<<<<

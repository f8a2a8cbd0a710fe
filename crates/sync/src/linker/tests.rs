use pretty_assertions::assert_eq;
use proptest::prelude::*;

use super::*;

fn link_text(text: &str) -> Result<LinkMap, LinkError> {
	let tree = ParseTree::parse(text);
	let objects = quire_dom::parse(text).unwrap();
	link(&tree, &tree.root(), &objects)
}

fn linked_names(text: &str, links: &LinkMap) -> Vec<(CharIdx, String)> {
	let objects = quire_dom::parse(text).unwrap();
	links
		.iter()
		.map(|(offset, id)| (offset, objects[id].name().unwrap_or_default().to_owned()))
		.collect()
}

#[test]
fn test_links_every_element_by_start_offset() {
	let text = "<?xml version=\"1.0\"?>\n<a>x<!-- c --><b/>y<c><d/></c></a>";
	let links = link_text(text).unwrap();
	assert_eq!(
		linked_names(text, &links),
		vec![
			(22, "a".to_owned()),
			(36, "b".to_owned()),
			(41, "c".to_owned()),
			(44, "d".to_owned()),
		]
	);
}

#[test]
fn test_skips_prolog_constructs() {
	let text = "<?pi data?><!DOCTYPE r><!-- lead --><r/>";
	let links = link_text(text).unwrap();
	assert_eq!(links.len(), 1);
	assert!(links.object_at(36).is_some());
}

#[test]
fn test_no_document_element_yields_empty_maps() {
	let tree = ParseTree::parse("only text");
	let objects = quire_dom::parse("<r/>").unwrap();
	assert_eq!(link(&tree, &tree.root(), &objects), Ok(LinkMap::default()));
}

#[test]
fn test_non_document_root_is_a_contract_violation() {
	let tree = ParseTree::parse("<a><b/></a>");
	let objects = quire_dom::parse("<a><b/></a>").unwrap();
	let element = tree.first_element().unwrap();
	assert_eq!(
		link(&tree, element.syntax(), &objects),
		Err(LinkError::NotDocumentRoot)
	);
}

#[test]
fn test_tag_mismatch_reports_both_names() {
	let tree = ParseTree::parse("<a><b/></a>");
	let objects = quire_dom::parse("<a><c/></a>").unwrap();
	assert_eq!(
		link(&tree, &tree.root(), &objects),
		Err(LinkError::TagMismatch {
			parse: "b".to_owned(),
			object: "c".to_owned(),
			offset: 3,
		})
	);
}

#[test]
fn test_child_count_mismatch_lists_surplus() {
	let tree = ParseTree::parse("<a><b/><c/><d/></a>");
	let objects = quire_dom::parse("<a><b/></a>").unwrap();
	let err = link(&tree, &tree.root(), &objects).unwrap_err();
	assert_eq!(
		err,
		LinkError::ChildCountMismatch {
			parent: "a".to_owned(),
			offset: 0,
			parse_count: 3,
			object_count: 1,
			surplus: vec!["c".to_owned(), "d".to_owned()],
		}
	);
	assert!(err.to_string().contains("surplus: c, d"));
}

#[test]
fn test_multibyte_offsets_are_characters() {
	let text = "<ä>ü<ö/></ä>";
	let links = link_text(text).unwrap();
	assert_eq!(links.forward().keys().copied().collect::<Vec<_>>(), vec![0, 4]);
}

fn arb_name() -> impl Strategy<Value = String> {
	"[a-w][a-w0-9]{0,2}"
}

fn arb_element() -> impl Strategy<Value = String> {
	let leaf = prop_oneof![
		arb_name().prop_map(|name| format!("<{name}/>")),
		(arb_name(), "[a-z ]{0,4}").prop_map(|(name, text)| format!("<{name}>{text}</{name}>")),
	];
	leaf.prop_recursive(4, 48, 4, |inner| {
		let child = prop_oneof![
			4 => inner,
			1 => Just("text".to_owned()),
			1 => Just("<!-- note -->".to_owned()),
			1 => Just("<?pi x?>".to_owned()),
		];
		(arb_name(), prop::collection::vec(child, 0..4))
			.prop_map(|(name, children)| format!("<{name} k=\"v\">{}</{name}>", children.concat()))
	})
}

proptest! {
	/// Forward and backward maps are exact inverses covering every element.
	#[test]
	fn prop_links_are_inverse((root, prolog) in (arb_element(), prop_oneof![Just(""), Just("<?pi d?>\n")])) {
		let text = format!("{prolog}{root}");
		let tree = ParseTree::parse(&text);
		let objects = quire_dom::parse(&text).unwrap();
		let links = link(&tree, &tree.root(), &objects).unwrap();

		prop_assert_eq!(links.forward().len(), links.backward().len());
		prop_assert_eq!(links.len(), objects.elements().count());
		for (offset, id) in links.iter() {
			prop_assert_eq!(links.offset_of(id), Some(offset));
			prop_assert_eq!(objects[id].range.start, offset);
		}
	}
}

>>>>

Exercise aim →
Going back over the entries above, copy word for word every line from the one that has "data?><!DOCTYPE r><!-- lead" on through the one that has "(arb_name(), prop::collection::vec(child, 0..4))".

Answer for the task →
	let text = "<?pi data?><!DOCTYPE r><!-- lead --><r/>";
	let links = link_text(text).unwrap();
	assert_eq!(links.len(), 1);
	assert!(links.object_at(36).is_some());
}

#[test]
fn test_no_document_element_yields_empty_maps() {
	let tree = ParseTree::parse("only text");
	let objects = quire_dom::parse("<r/>").unwrap();
	assert_eq!(link(&tree, &tree.root(), &objects), Ok(LinkMap::default()));
}

#[test]
fn test_non_document_root_is_a_contract_violation() {
	let tree = ParseTree::parse("<a><b/></a>");
	let objects = quire_dom::parse("<a><b/></a>").unwrap();
	let element = tree.first_element().unwrap();
	assert_eq!(
		link(&tree, element.syntax(), &objects),
		Err(LinkError::NotDocumentRoot)
	);
}

#[test]
fn test_tag_mismatch_reports_both_names() {
	let tree = ParseTree::parse("<a><b/></a>");
	let objects = quire_dom::parse("<a><c/></a>").unwrap();
	assert_eq!(
		link(&tree, &tree.root(), &objects),
		Err(LinkError::TagMismatch {
			parse: "b".to_owned(),
			object: "c".to_owned(),
			offset: 3,
		})
	);
}

#[test]
fn test_child_count_mismatch_lists_surplus() {
	let tree = ParseTree::parse("<a><b/><c/><d/></a>");
	let objects = quire_dom::parse("<a><b/></a>").unwrap();
	let err = link(&tree, &tree.root(), &objects).unwrap_err();
	assert_eq!(
		err,
		LinkError::ChildCountMismatch {
			parent: "a".to_owned(),
			offset: 0,
			parse_count: 3,
			object_count: 1,
			surplus: vec!["c".to_owned(), "d".to_owned()],
		}
	);
	assert!(err.to_string().contains("surplus: c, d"));
}

#[test]
fn test_multibyte_offsets_are_characters() {
	let text = "<ä>ü<ö/></ä>";
	let links = link_text(text).unwrap();
	assert_eq!(links.forward().keys().copied().collect::<Vec<_>>(), vec![0, 4]);
}

fn arb_name() -> impl Strategy<Value = String> {
	"[a-w][a-w0-9]{0,2}"
}

fn arb_element() -> impl Strategy<Value = String> {
	let leaf = prop_oneof![
		arb_name().prop_map(|name| format!("<{name}/>")),
		(arb_name(), "[a-z ]{0,4}").prop_map(|(name, text)| format!("<{name}>{text}</{name}>")),
	];
	leaf.prop_recursive(4, 48, 4, |inner| {
		let child = prop_oneof![
			4 => inner,
			1 => Just("text".to_owned()),
			1 => Just("<!-- note -->".to_owned()),
			1 => Just("<?pi x?>".to_owned()),
		];
		(arb_name(), prop::collection::vec(child, 0..4))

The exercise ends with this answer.